The Lancet, a British medical journal has retracted a 1998 research paper that set off a sharp decline in vaccinations in the United Kingdom when the author, Dr. Andrew Wakefield, suggested that the combined measles, mumps and rubella vaccine can be unsafe vaccines could cause autism.

Britain’s General Medical Council has ruled that Dr. Wakefield acted “dishonestly and irresponsibly,” stating that two years before his paper appeared, lawyers seeking to sue vaccine makers paid Wakefield the equivalent of $700,000.

Despite that, as Michael Fumento writes in the Los Angeles Times, Dr. Wakefield “is still a hero to his many acolytes. And others, with curious credentials, fight on to terrify parents into not getting their children inoculated.”

Fumento expresses concern that anti-vaccination groups “have had only a marginal effect on national vaccination rates, but they have encouraged localized boycotts of immunization,” citing a Washington county with a 27% vaccine exemption rate.

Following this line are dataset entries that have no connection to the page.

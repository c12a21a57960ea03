//! Exponential moving average and the short-window median used for
//! acute-jump detection.

/// EMA with smoothing constant `k = 2 / (window + 1)`, seeded with the first
/// element. An empty series yields 0.
pub fn ema(series: &[f64], window: usize) -> f64 {
    let Some((first, rest)) = series.split_first() else {
        return 0.0;
    };
    let k = 2.0 / (window as f64 + 1.0);
    rest.iter().fold(*first, |acc, value| value * k + acc * (1.0 - k))
}

/// Upper median (`sorted[len / 2]`) of the trailing `span` values; 0 when empty.
pub fn trailing_median(series: &[f64], span: usize) -> f64 {
    let start = series.len().saturating_sub(span);
    let mut recent = series[start..].to_vec();
    if recent.is_empty() {
        return 0.0;
    }
    recent.sort_by(|a, b| a.total_cmp(b));
    recent[recent.len() / 2]
}
//! Engine-versus-oracle agreement on mixed chronic and acute cohorts
//! (T1.5, T1.9).

use crate::{
    cohort::{Archetype, CohortGenerator, Perturbation},
    engine::{Baseline, Observation, PatientHistory, RiskCategory, ScoringEngine},
    metrics::{accuracy, round3, surrogate_auc, wilson_interval, ConfusionMatrix},
    oracle,
};

use super::TrialMetrics;

const CHRONIC_ACUTE_CASES: usize = 2_000;
const CHRONIC_SHARE: f64 = 0.6;

const HOLDOUT_COHORTS: [(Archetype, usize); 5] = [
    (Archetype::Low, 800),
    (Archetype::Mild, 1_200),
    (Archetype::Advanced, 1_000),
    (Archetype::Severe, 600),
    (Archetype::Mixed, 1_200),
];
const HOLDOUT_PLAIN_SHARE: f64 = 0.7;
const HOLDOUT_ORTHOPNEA_SHARE: f64 = 0.35;

#[derive(Debug, Default)]
struct Graded {
    truth: Vec<RiskCategory>,
    predicted: Vec<RiskCategory>,
}

impl Graded {
    fn with_capacity(n: usize) -> Self {
        Self {
            truth: Vec::with_capacity(n),
            predicted: Vec::with_capacity(n),
        }
    }

    /// Grade a single-day case on a fresh history.
    fn push(
        &mut self,
        engine: &ScoringEngine,
        observation: &Observation,
        baseline: &Baseline,
    ) {
        self.truth.push(oracle::grade(observation, baseline));
        let mut history = PatientHistory::new();
        self.predicted
            .push(engine.score(observation, baseline, &mut history).category);
    }

    fn len(&self) -> usize {
        self.truth.len()
    }

    fn accuracy_metrics(&self) -> TrialMetrics {
        let acc = accuracy(&self.truth, &self.predicted);
        let (low, high) = wilson_interval(acc, self.len());
        TrialMetrics::new()
            .with("N_cases", self.len())
            .with("accuracy", round3(acc))
            .with("accuracy_CI95_low", round3(low))
            .with("accuracy_CI95_high", round3(high))
            .with(
                "auc_surrogate",
                round3(surrogate_auc(&self.truth, &self.predicted)),
            )
    }
}

/// T1.5: stable advanced-baseline patients against mild patients with an
/// acute bump.
pub fn chronic_vs_acute(generator: &mut CohortGenerator, engine: &ScoringEngine) -> TrialMetrics {
    let mut graded = Graded::with_capacity(CHRONIC_ACUTE_CASES);
    for _ in 0..CHRONIC_ACUTE_CASES {
        let (baseline, observation) = if generator.chance(CHRONIC_SHARE) {
            let baseline = generator.baseline(Archetype::Advanced);
            let observation = generator.sample(&baseline, &Perturbation::jitter(0.2));
            (baseline, observation)
        } else {
            let baseline = generator.baseline(Archetype::Mild);
            let sob = generator.choose(&[0.8, 1.2]).unwrap_or(0.8);
            let edema = generator.choose(&[0.6, 1.0]).unwrap_or(0.6);
            let perturbation = Perturbation::jitter(0.2).with_bumps([sob, edema, 0.3]);
            let observation = generator.sample(&baseline, &perturbation);
            (baseline, observation)
        };
        graded.push(engine, &observation, &baseline);
    }

    graded
        .accuracy_metrics()
        .with("true_dist", ConfusionMatrix::distribution(&graded.truth))
        .with("pred_dist", ConfusionMatrix::distribution(&graded.predicted))
}

/// T1.9: pooled holdout across all archetypes with a minority of acute
/// presentations.
pub fn integrated_holdout(generator: &mut CohortGenerator, engine: &ScoringEngine) -> TrialMetrics {
    let total: usize = HOLDOUT_COHORTS.iter().map(|(_, n)| n).sum();
    let mut graded = Graded::with_capacity(total);
    for (archetype, size) in HOLDOUT_COHORTS {
        for _ in 0..size {
            let baseline = generator.baseline(archetype);
            let perturbation = if generator.chance(HOLDOUT_PLAIN_SHARE) {
                Perturbation::jitter(0.2)
            } else {
                let bumps = [
                    generator.uniform(0.6, 1.2),
                    generator.uniform(0.3, 1.0),
                    generator.uniform(0.2, 0.6),
                ];
                let orthopnea = generator.chance(HOLDOUT_ORTHOPNEA_SHARE);
                Perturbation::jitter(0.2)
                    .with_bumps(bumps)
                    .with_orthopnea(orthopnea)
            };
            let observation = generator.sample(&baseline, &perturbation);
            graded.push(engine, &observation, &baseline);
        }
    }

    graded.accuracy_metrics().with(
        "confusion",
        ConfusionMatrix::from_pairs(&graded.truth, &graded.predicted),
    )
}
//! CLI entry-point for running trials and exporting results.

use std::path::PathBuf;

use anyhow::{Context, Result};
use clap::Args as ClapArgs;
use tracing::{info, instrument};

use crate::{
    config::Settings,
    engine::ScoringEngine,
    report,
    trials::{self, TrialId},
};

/// Args for the `run` sub-command.
#[derive(Debug, Clone, ClapArgs)]
pub struct Args {
    /// Comma separated trial ids (e.g. T1.0,T1.3). Runs every trial when omitted.
    #[arg(long = "trial", value_delimiter = ',')]
    pub trials: Vec<TrialId>,
    /// Override the generator seed.
    #[arg(long)]
    pub seed: Option<u64>,
    /// Override the outputs root directory.
    #[arg(long)]
    pub out_dir: Option<PathBuf>,
    /// Skip the ZIP bundle.
    #[arg(long)]
    pub no_archive: bool,
    /// Also print the combined metrics JSON to stdout.
    #[arg(long)]
    pub print_json: bool,
}

#[instrument(skip(settings))]
pub fn run(args: Args, settings: Settings) -> Result<()> {
    let settings = match args.out_dir.clone() {
        Some(dir) => settings.with_outputs_dir(dir)?,
        None => settings,
    };
    let seed = args.seed.unwrap_or(settings.seed);
    let ids = if args.trials.is_empty() {
        TrialId::ALL.to_vec()
    } else {
        args.trials.clone()
    };

    info!(seed, trials = ids.len(), "running validation suite");
    let engine = ScoringEngine::default();
    let results = trials::run_suite(seed, &engine, &ids);

    let summary = report::export(&results, &settings.results_dir(), seed, !args.no_archive)?;
    info!(
        dir = %summary.results_dir.display(),
        files = summary.files.len(),
        archive = ?summary.archive,
        "exported results"
    );

    if args.print_json {
        let json = serde_json::to_string_pretty(&results).context("serialise results")?;
        println!("{json}");
    }
    Ok(())
}
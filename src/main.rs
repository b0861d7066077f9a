// --- Generador de programas académicos - Archivo principal ---

use std::error::Error;
use std::path::PathBuf;
use std::sync::atomic::AtomicBool;

use progen::cache;
use progen::config::{ConfigGeneracion, ConfigSalida};
use progen::excel::{cargar_requisitos_json, leer_catalogo_excel};
use progen::models::Catalogo;

/// Directorio de datos: variable de entorno `PROGEN_DATA_DIR` o `./data`.
fn data_dir() -> PathBuf {
    match std::env::var("PROGEN_DATA_DIR") {
        Ok(p) => PathBuf::from(p),
        Err(_) => PathBuf::from("data"),
    }
}

/// Carga el catálogo pasando por el caché en disco: si el hash del archivo
/// fuente no cambió, se evita reparsear el Excel.
fn cargar_catalogo(ruta_excel: &PathBuf, dir: &PathBuf) -> Result<Catalogo, Box<dyn Error>> {
    let hash = cache::hash_archivo(ruta_excel)?;
    let nombre = ruta_excel
        .file_stem()
        .map(|s| s.to_string_lossy().to_string())
        .unwrap_or_else(|| "catalogo".to_string());
    let ruta_cache = dir.join(format!("cache_catalogo_{nombre}.json"));

    if let Some(catalogo) = cache::cargar_catalogo(&ruta_cache, &hash) {
        return Ok(catalogo);
    }
    let catalogo = leer_catalogo_excel(ruta_excel)?;
    cache::guardar_catalogo(&ruta_cache, &hash, &catalogo);
    Ok(catalogo)
}

fn main() -> Result<(), Box<dyn Error>> {
    println!("=== Generador de Programas Académicos ===");

    let args: Vec<String> = std::env::args().collect();
    let dir = data_dir();
    let ruta_excel = dir.join(args.get(1).map(String::as_str).unwrap_or("Courses.xlsx"));
    let ruta_requisitos = dir.join(args.get(2).map(String::as_str).unwrap_or("requirements.json"));

    let requisitos = cargar_requisitos_json(&ruta_requisitos)?;
    let catalogo = cargar_catalogo(&ruta_excel, &dir)?;
    println!("{} requisitos, {} secciones en el catálogo", requisitos.len(), catalogo.len());

    let mut config_gen = ConfigGeneracion::default();
    let nombre_catalogo = ruta_excel
        .file_stem()
        .map(|s| s.to_string_lossy().to_string())
        .unwrap_or_default();
    config_gen.ruta_cache = Some(dir.join(cache::nombre_archivo_cache(
        &nombre_catalogo,
        &requisitos,
        config_gen.min_creditos,
        config_gen.max_creditos,
    )));

    let salida_dir = dir.join("output");
    std::fs::create_dir_all(&salida_dir)?;
    let config_salida = ConfigSalida {
        guardar_en: Some(
            salida_dir.join(chrono::Local::now().format("%Y-%m-%d_%H-%M-%S.txt").to_string()),
        ),
        ..Default::default()
    };

    // Sin interfaz interactiva el flag queda siempre en false; un frontend lo
    // compartiría con un hilo trabajador para cancelar a mitad de corrida.
    let cancelar = AtomicBool::new(false);
    let ejecucion =
        progen::ejecutar_generacion(&requisitos, &catalogo, &config_gen, &config_salida, &cancelar)?;

    print!("{}", ejecucion.texto);
    Ok(())
}
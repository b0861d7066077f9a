//! Render en texto de los programas: resumen por programa y grilla semanal.

use std::sync::atomic::{AtomicBool, Ordering};

use crate::algorithm::filters::seleccionar_programas;
use crate::config::ConfigSalida;
use crate::error::ErrorGeneracion;
use crate::excel::minutos_a_hora;
use crate::models::{Catalogo, Dia, Programa};

/// Días que muestra la grilla (columnas, en orden).
const DIAS_GRILLA: [Dia; 5] = [Dia::Lunes, Dia::Martes, Dia::Miercoles, Dia::Jueves, Dia::Viernes];

/// Filas horarias de la grilla: bloques de una hora desde las 08.30.
const INICIO_GRILLA: i32 = 8 * 60 + 30;
const FILAS_GRILLA: usize = 14;

/// Resultado de listar: programas sobrevivientes (con índice asignado),
/// el texto acumulado, y si el bucle se interrumpió por cancelación.
#[derive(Debug)]
pub struct Listado {
    pub programas: Vec<Programa>,
    pub texto: String,
    pub cancelado: bool,
}

/// Encabezado y totales de un programa, más la grilla si se pide.
pub fn formatear_programa(programa: &Programa, catalogo: &Catalogo, incluir_horario: bool) -> String {
    let mut salida = format!("\nPrograma {}:\n", programa.indice.unwrap_or(0));
    salida.push_str("Cursos:");
    for codigo in &programa.cursos {
        salida.push_str(&format!(" {codigo} |"));
    }
    salida.push('\n');
    salida.push_str(&format!("Créditos totales: {}\n", programa.total_creditos));
    salida.push_str(&format!("Días totales: {}\n", programa.total_dias));
    salida.push_str(&format!("Horas totales: {:.2}\n", programa.total_horas));
    if incluir_horario {
        salida.push_str(&formatear_grilla(programa, catalogo));
    }
    salida
}

/// Grilla semanal: una fila por bloque horario, una columna por día, el código
/// de la sección en cada bloque que su franja cubre (total o parcialmente).
pub fn formatear_grilla(programa: &Programa, catalogo: &Catalogo) -> String {
    let mut celdas: Vec<[String; 5]> =
        (0..FILAS_GRILLA).map(|_| std::array::from_fn(|_| String::new())).collect();

    for codigo in &programa.cursos {
        let Some(seccion) = catalogo.get(codigo) else { continue };
        for franja in &seccion.horario {
            let Some(col) = DIAS_GRILLA.iter().position(|d| *d == franja.dia) else {
                continue; // la grilla sólo muestra lunes a viernes
            };
            for fila in 0..FILAS_GRILLA {
                let bloque_ini = INICIO_GRILLA + (fila as i32) * 60;
                let bloque_fin = bloque_ini + 60;
                if franja.inicio < bloque_fin && bloque_ini < franja.fin {
                    celdas[fila][col] = codigo.clone();
                }
            }
        }
    }

    let ancho_total = 12 * (DIAS_GRILLA.len() + 1) + DIAS_GRILLA.len() + 2;
    let separador = format!("{}\n", "-".repeat(ancho_total));

    let mut salida = String::from("Horario semanal:\n");
    salida.push_str(&separador);
    salida.push_str(&format!("| {:<11}", "Hora"));
    for dia in DIAS_GRILLA {
        salida.push_str(&format!("| {:<11}", dia.nombre()));
    }
    salida.push_str("|\n");
    salida.push_str(&separador);
    for fila in 0..FILAS_GRILLA {
        let bloque_ini = INICIO_GRILLA + (fila as i32) * 60;
        let etiqueta = format!("{}-{}", minutos_a_hora(bloque_ini), minutos_a_hora(bloque_ini + 60));
        salida.push_str(&format!("| {:<11}", etiqueta));
        for col in 0..DIAS_GRILLA.len() {
            salida.push_str(&format!("| {:<11}", celdas[fila][col]));
        }
        salida.push_str("|\n");
    }
    salida.push_str(&separador);
    salida
}

/// Aplica el pipeline filtrar/ordenar/limitar y formatea cada sobreviviente,
/// sondeando `cancelar` una vez por programa formateado. Si se indica
/// `guardar_en`, el texto también se escribe a ese archivo (las fallas de
/// escritura se loguean, no abortan).
pub fn listar_programas(
    programas: Vec<Programa>,
    catalogo: &Catalogo,
    config: &ConfigSalida,
    cancelar: &AtomicBool,
) -> Result<Listado, ErrorGeneracion> {
    let mut texto = String::new();

    if !config.filtros.esta_vacio() {
        texto.push_str(&format!("Filtros: {}\n", config.filtros.describir()));
    }
    if let Some(campo) = config.orden {
        texto.push_str(&format!(
            "Ordenado por: {}{}\n",
            campo.describir(),
            if config.descendente { " (descendente)" } else { "" }
        ));
    }

    let seleccionados = seleccionar_programas(
        programas,
        &config.filtros,
        config.orden,
        config.descendente,
        config.limite,
    )?;
    eprintln!("🔎 [salida] {} programas tras filtrar/ordenar/limitar", seleccionados.len());
    texto.push_str(&format!("Programas totales: {}\n", seleccionados.len()));

    let mut listados: Vec<Programa> = Vec::with_capacity(seleccionados.len());
    let mut cancelado = false;
    for (i, mut programa) in seleccionados.into_iter().enumerate() {
        if cancelar.load(Ordering::Relaxed) {
            cancelado = true;
            break;
        }
        programa.indice = Some(i + 1);
        texto.push_str(&formatear_programa(&programa, catalogo, config.incluir_horario));
        listados.push(programa);
    }

    if let Some(path) = &config.guardar_en {
        match std::fs::write(path, &texto) {
            Ok(()) => texto.push_str(&format!("\nSalida guardada en {:?}\n", path)),
            Err(e) => eprintln!("⚠️  [salida] no se pudo escribir {:?}: {}", path, e),
        }
    }

    Ok(Listado { programas: listados, texto, cancelado })
}
//! Lectura del catálogo de secciones desde Excel y de los requisitos desde JSON.
//!
//! Formato de la oferta: cada celda no vacía trae cuatro líneas
//! (código de sección, nombre del curso, horario, créditos). El horario es una
//! lista `DIA HH.MM-HH.MM` separada por `;`; se acepta `.` o `:` como
//! separador de hora.

use calamine::{open_workbook_auto, Data, Reader};
use std::error::Error;
use std::path::Path;

use crate::models::{Catalogo, Dia, Franja, Requisito, Seccion};

/// Convierte un `Data` de calamine a String (versión genérica para celdas)
fn cell_to_string(c: &Data) -> String {
    match c {
        Data::String(s) => s.trim().to_string(),
        Data::Float(f) => {
            if (f.floor() - f).abs() < f64::EPSILON {
                format!("{}", *f as i64)
            } else {
                format!("{}", f)
            }
        }
        Data::Int(i) => format!("{}", i),
        Data::Bool(b) => format!("{}", b),
        Data::Empty => String::new(),
        Data::Error(_) => String::new(),
        Data::DateTime(s) => s.to_string(),
        Data::DateTimeIso(s) => s.clone(),
        Data::DurationIso(s) => s.clone(),
    }
}

/// Convierte "HH.MM" o "HH:MM" a minutos desde medianoche.
pub fn hora_a_minutos(hora: &str) -> Option<i32> {
    let tok = hora.trim().replace('.', ":");
    let partes: Vec<&str> = tok.split(':').collect();
    if partes.len() != 2 {
        return None;
    }
    let hh = partes[0].parse::<i32>().ok()?;
    let mm = partes[1].parse::<i32>().ok()?;
    Some(hh * 60 + mm)
}

/// Minutos desde medianoche a "HH.MM" (para la salida en texto).
pub fn minutos_a_hora(minutos: i32) -> String {
    format!("{:02}.{:02}", minutos / 60, minutos % 60)
}

/// Parsea el campo de horario de una celda: `LU 08.30-10.00; MI 08.30-10.00`.
pub fn parsear_horario(texto: &str) -> Result<Vec<Franja>, Box<dyn Error>> {
    let limpio = texto.trim().trim_start_matches('[').trim_end_matches(']');
    let mut franjas = Vec::new();
    for entrada in limpio.split(';') {
        let entrada = entrada.trim();
        if entrada.is_empty() {
            continue;
        }
        let (dia_tok, rango) = entrada
            .split_once(' ')
            .ok_or_else(|| format!("entrada de horario inválida: '{entrada}'"))?;
        let dia = Dia::parse(dia_tok)
            .ok_or_else(|| format!("día desconocido: '{dia_tok}'"))?;
        let (ini_tok, fin_tok) = rango
            .split_once('-')
            .ok_or_else(|| format!("rango horario inválido: '{rango}'"))?;
        let inicio = hora_a_minutos(ini_tok)
            .ok_or_else(|| format!("hora inválida: '{ini_tok}'"))?;
        let fin = hora_a_minutos(fin_tok)
            .ok_or_else(|| format!("hora inválida: '{fin_tok}'"))?;
        if inicio >= fin {
            return Err(format!("rango horario vacío o invertido: '{rango}'").into());
        }
        franjas.push(Franja::new(dia, inicio, fin));
    }
    Ok(franjas)
}

/// Código de curso padre (sin letra de sección): "CS 333.A" -> "CS 333".
fn codigo_curso_de(codigo: &str) -> String {
    match codigo.rsplit_once('.') {
        Some((base, _seccion)) => base.to_string(),
        None => codigo.to_string(),
    }
}

/// Parsea una celda de cuatro líneas en una `Seccion`.
fn parsear_celda(texto: &str) -> Result<Seccion, Box<dyn Error>> {
    let lineas: Vec<&str> = texto.lines().map(|l| l.trim()).collect();
    if lineas.len() < 4 {
        return Err(format!("celda con menos de 4 líneas: '{texto}'").into());
    }
    let codigo = lineas[0].to_string();
    let nombre = lineas[1].trim_start_matches('(').trim_end_matches(')').to_string();
    let horario = parsear_horario(lineas[2])?;
    let creditos = lineas[3]
        .parse::<u32>()
        .map_err(|_| format!("créditos inválidos: '{}'", lineas[3]))?;
    Ok(Seccion {
        codigo_curso: codigo_curso_de(&codigo),
        codigo,
        nombre,
        creditos,
        horario,
    })
}

/// Lee la oferta completa desde un Excel y construye el catálogo.
/// Recorre todas las celdas de la primera hoja; las vacías se ignoran.
pub fn leer_catalogo_excel<P: AsRef<Path>>(path: P) -> Result<Catalogo, Box<dyn Error>> {
    let mut workbook = open_workbook_auto(&path)?;
    let nombres = workbook.sheet_names().to_owned();
    let hoja = nombres
        .first()
        .cloned()
        .ok_or("el archivo no tiene hojas")?;
    let rango = workbook.worksheet_range(&hoja)?;

    let mut catalogo = Catalogo::new();
    for fila in rango.rows() {
        for celda in fila {
            let texto = cell_to_string(celda);
            if texto.is_empty() {
                continue;
            }
            let seccion = parsear_celda(&texto)?;
            catalogo.insertar(seccion);
        }
    }
    eprintln!("📚 [excel] {} secciones leídas de {:?}", catalogo.len(), path.as_ref());
    Ok(catalogo)
}

/// Carga la lista ordenada de requisitos desde el documento JSON.
pub fn cargar_requisitos_json<P: AsRef<Path>>(path: P) -> Result<Vec<Requisito>, Box<dyn Error>> {
    let contenido = std::fs::read_to_string(&path)
        .map_err(|e| format!("no se pudo leer {:?}: {}", path.as_ref(), e))?;
    let requisitos: Vec<Requisito> = serde_json::from_str(&contenido)
        .map_err(|e| format!("JSON de requisitos inválido: {}", e))?;
    Ok(requisitos)
}

#[cfg(test)]
mod tests {
    use super::*;

    #[test]
    fn test_hora_a_minutos() {
        assert_eq!(hora_a_minutos("08.30"), Some(510));
        assert_eq!(hora_a_minutos("14:00"), Some(840));
        assert_eq!(hora_a_minutos("9.05"), Some(545));
        assert_eq!(hora_a_minutos("nada"), None);
    }

    #[test]
    fn test_minutos_a_hora() {
        assert_eq!(minutos_a_hora(510), "08.30");
        assert_eq!(minutos_a_hora(840), "14.00");
    }

    #[test]
    fn test_parsear_horario() {
        let franjas = parsear_horario("LU 08.30-10.00; MI 08.30-10.00").unwrap();
        assert_eq!(franjas.len(), 2);
        assert_eq!(franjas[0].dia, Dia::Lunes);
        assert_eq!(franjas[0].inicio, 510);
        assert_eq!(franjas[0].fin, 600);
        assert_eq!(franjas[1].dia, Dia::Miercoles);
    }

    #[test]
    fn test_parsear_horario_invalido() {
        assert!(parsear_horario("XX 08.30-10.00").is_err());
        assert!(parsear_horario("LU 10.00-08.30").is_err());
        assert!(parsear_horario("LU 08.30").is_err());
    }

    #[test]
    fn test_parsear_celda() {
        let celda = "CS 333.A\n(Algoritmos)\nLU 09.00-10.00; JU 09.00-10.00\n6";
        let s = parsear_celda(celda).unwrap();
        assert_eq!(s.codigo, "CS 333.A");
        assert_eq!(s.codigo_curso, "CS 333");
        assert_eq!(s.nombre, "Algoritmos");
        assert_eq!(s.creditos, 6);
        assert_eq!(s.horario.len(), 2);
    }

    #[test]
    fn test_requisitos_json_claves_en_ingles() {
        // el formato del archivo conserva las claves históricas en inglés
        let json = r#"[{"name": "cs", "candidates": ["CS 333.A"], "needed": "=1"}]"#;
        let reqs: Vec<Requisito> = serde_json::from_str(json).unwrap();
        assert_eq!(reqs[0].nombre, "cs");
        assert_eq!(reqs[0].candidatos, vec!["CS 333.A".to_string()]);
        assert_eq!(reqs[0].cuantos, "=1");
    }
}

Here in Oregon, Ashland has one of the highest exemption rates in the nation, at over 28%, which caused the U.S. Centers for Disease Control and Prevention to conduct community meetings to learn more about this community and its outlying statistic.

Among the views that emerged from those discussions was a feeling that people were being “sold” these vaccines by drug companies. “I never questioned the efficacy of vaccines until a doctor tried to get me to give my daughter a hepatitis B vaccine.  Hepatitis B is a sexually transmitted disease. I knew I didn’t have hepatitis B. I knew my husband didn’t have it. There was no way she would come in contact with anyone with hepatitis B.”

Another view was expressed by a nutritional consultant who said her concern was “out of respect for the immune system developing on its own and not inundating it with chemicals.”

Meanwhile, Fumento cites statistics showing that pertussis once afflicted more than 250,000 American children yearly, which dropped to 1,000 new cases annually by 1976 thanks to vaccines. By 2008, however, he pointed out that cases had soared to more than 10,000 annually.

Is there a way to make progress on this issue – and what would “progress” look like?